──────── Dataset records
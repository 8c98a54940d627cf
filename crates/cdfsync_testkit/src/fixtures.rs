//! Graph fixtures and pipeline helpers.
//!
//! Every fixture CDF carries an explicit content hash derived from its uuid,
//! and dependency edges quote the same hash, so a re-import sees unchanged
//! dependencies as unchanged.

use crate::hub::{HubSource, MemoryHub};
use cdfsync_engine::{ImportConfig, ImportPipeline, MemoryMaterializer, MockRemoteSource};
use cdfsync_protocol::{Cdf, CdfType, ContentHash, EntityUuid};
use cdfsync_tracker::{FileBackend, InMemoryBackend, LedgerTracker};
use std::path::PathBuf;
use std::sync::Arc;
use tempfile::TempDir;

/// Site uuid used as the republish initiator in fixtures.
pub const SITE_UUID: EntityUuid = EntityUuid::from_bytes([0xEE; 16]);

/// Returns a deterministic uuid for small test numbers.
pub fn uuid(n: u8) -> EntityUuid {
    EntityUuid::from_bytes([n; 16])
}

/// Returns the fixture hash of `uuid`.
pub fn fixture_hash(uuid: &EntityUuid) -> ContentHash {
    ContentHash::compute(uuid.to_string().as_bytes())
}

/// Builds a content CDF owned by `origin` depending on `deps`.
///
/// # Panics
///
/// Panics if `deps` contains `uuid`.
pub fn content(uuid: EntityUuid, origin: EntityUuid, deps: &[EntityUuid]) -> Cdf {
    deps.iter().fold(
        Cdf::new(uuid, CdfType::ContentEntity, origin)
            .with_entity_type("node")
            .with_hash(fixture_hash(&uuid)),
        |cdf, dep| {
            cdf.with_dependency(*dep, fixture_hash(dep))
                .expect("fixture edges never point at their owner")
        },
    )
}

/// A set of CDFs plus the seeds to import.
#[derive(Debug, Clone)]
pub struct GraphFixture {
    /// Entities held by the hub.
    pub entities: Vec<Cdf>,
    /// Seeds to import.
    pub seeds: Vec<EntityUuid>,
}

impl GraphFixture {
    /// `1 -> 2 -> ... -> n`, seeded at 1.
    pub fn chain(n: u8) -> Self {
        let origin = uuid(200);
        let entities = (1..=n)
            .map(|i| {
                let deps: Vec<EntityUuid> = if i < n { vec![uuid(i + 1)] } else { Vec::new() };
                content(uuid(i), origin, &deps)
            })
            .collect();
        Self {
            entities,
            seeds: vec![uuid(1)],
        }
    }

    /// `1 -> {2, 3} -> 4`, seeded at 1.
    pub fn diamond() -> Self {
        let origin = uuid(200);
        Self {
            entities: vec![
                content(uuid(1), origin, &[uuid(2), uuid(3)]),
                content(uuid(2), origin, &[uuid(4)]),
                content(uuid(3), origin, &[uuid(4)]),
                content(uuid(4), origin, &[]),
            ],
            seeds: vec![uuid(1)],
        }
    }

    /// `1 <-> 2`, seeded at 1.
    pub fn two_cycle() -> Self {
        let origin = uuid(200);
        Self {
            entities: vec![
                content(uuid(1), origin, &[uuid(2)]),
                content(uuid(2), origin, &[uuid(1)]),
            ],
            seeds: vec![uuid(1)],
        }
    }

    /// A ring `1 -> 2 -> ... -> n -> 1`, seeded at 1.
    pub fn ring(n: u8) -> Self {
        let origin = uuid(200);
        let entities = (1..=n)
            .map(|i| {
                let next = if i == n { 1 } else { i + 1 };
                content(uuid(i), origin, &[uuid(next)])
            })
            .collect();
        Self {
            entities,
            seeds: vec![uuid(1)],
        }
    }

    /// Three entities from origins 201 and 202, all depending on 9.
    ///
    /// Seeds 1, 2 and 3. Entity 9 is not part of the fixture, so the hub
    /// cannot produce it.
    pub fn cross_origin_missing() -> Self {
        let missing = uuid(9);
        Self {
            entities: vec![
                content(uuid(1), uuid(201), &[missing]),
                content(uuid(2), uuid(201), &[missing]),
                content(uuid(3), uuid(202), &[missing]),
            ],
            seeds: vec![uuid(1), uuid(2), uuid(3)],
        }
    }

    /// Returns the seeds as strings, as a queue delivers them.
    pub fn seed_strings(&self) -> Vec<String> {
        self.seeds.iter().map(EntityUuid::to_string).collect()
    }

    /// Returns a hub holding the fixture.
    pub fn mock_source(&self) -> MockRemoteSource {
        MockRemoteSource::with_entities(self.entities.iter().cloned())
    }

    /// Returns an HTTP-level hub holding the fixture.
    pub fn memory_hub(&self) -> Arc<MemoryHub> {
        MemoryHub::shared(self.entities.iter().cloned())
    }
}

/// Pipeline over the mock hub and an in-memory ledger.
pub type MockPipeline =
    ImportPipeline<MockRemoteSource, LedgerTracker<InMemoryBackend>, MemoryMaterializer>;

/// Pipeline over the HTTP hub client and an in-memory ledger.
pub type HttpPipeline =
    ImportPipeline<HubSource, LedgerTracker<InMemoryBackend>, MemoryMaterializer>;

/// Returns the default fixture configuration.
pub fn import_config() -> ImportConfig {
    ImportConfig::new(SITE_UUID)
}

/// Builds a pipeline over `source` with a fresh ledger and materializer.
pub fn mock_pipeline(source: MockRemoteSource) -> MockPipeline {
    ImportPipeline::new(
        import_config(),
        source,
        LedgerTracker::in_memory(),
        MemoryMaterializer::new(),
    )
}

/// Builds a pipeline talking HTTP to `hub`.
pub fn http_pipeline(hub: &Arc<MemoryHub>) -> HttpPipeline {
    ImportPipeline::new(
        import_config(),
        MemoryHub::source(hub),
        LedgerTracker::in_memory(),
        MemoryMaterializer::new(),
    )
}

/// A file-backed ledger in a temporary directory.
pub struct TestLedger {
    /// The open ledger, shareable with pipelines.
    pub tracker: Arc<LedgerTracker<FileBackend>>,
    path: PathBuf,
    _dir: TempDir,
}

impl TestLedger {
    /// Opens an empty ledger.
    ///
    /// # Panics
    ///
    /// Panics if the temporary directory or ledger file cannot be created.
    pub fn new() -> Self {
        let dir = TempDir::new().expect("Failed to create temp directory");
        let path = dir.path().join("imports.ledger");
        let tracker = Arc::new(LedgerTracker::open_file(&path).expect("Failed to open ledger"));
        Self {
            tracker,
            path,
            _dir: dir,
        }
    }

    /// Returns the ledger file path.
    pub fn path(&self) -> &std::path::Path {
        &self.path
    }

    /// Closes and reopens the ledger, replaying the file.
    ///
    /// Pipelines still holding the old handle keep writing to the same file
    /// but never see the reopened index.
    ///
    /// # Panics
    ///
    /// Panics if the ledger cannot be reopened.
    pub fn reopen(self) -> Self {
        let Self { tracker, path, _dir } = self;
        drop(tracker);
        let tracker = Arc::new(LedgerTracker::open_file(&path).expect("Failed to reopen ledger"));
        Self {
            tracker,
            path,
            _dir,
        }
    }
}

impl Default for TestLedger {
    fn default() -> Self {
        Self::new()
    }
}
────────────────
Show all lines from the entries that hold "cloned".

        MockRemoteSource::with_entities(self.entities.iter().cloned())
        MemoryHub::shared(self.entities.iter().cloned())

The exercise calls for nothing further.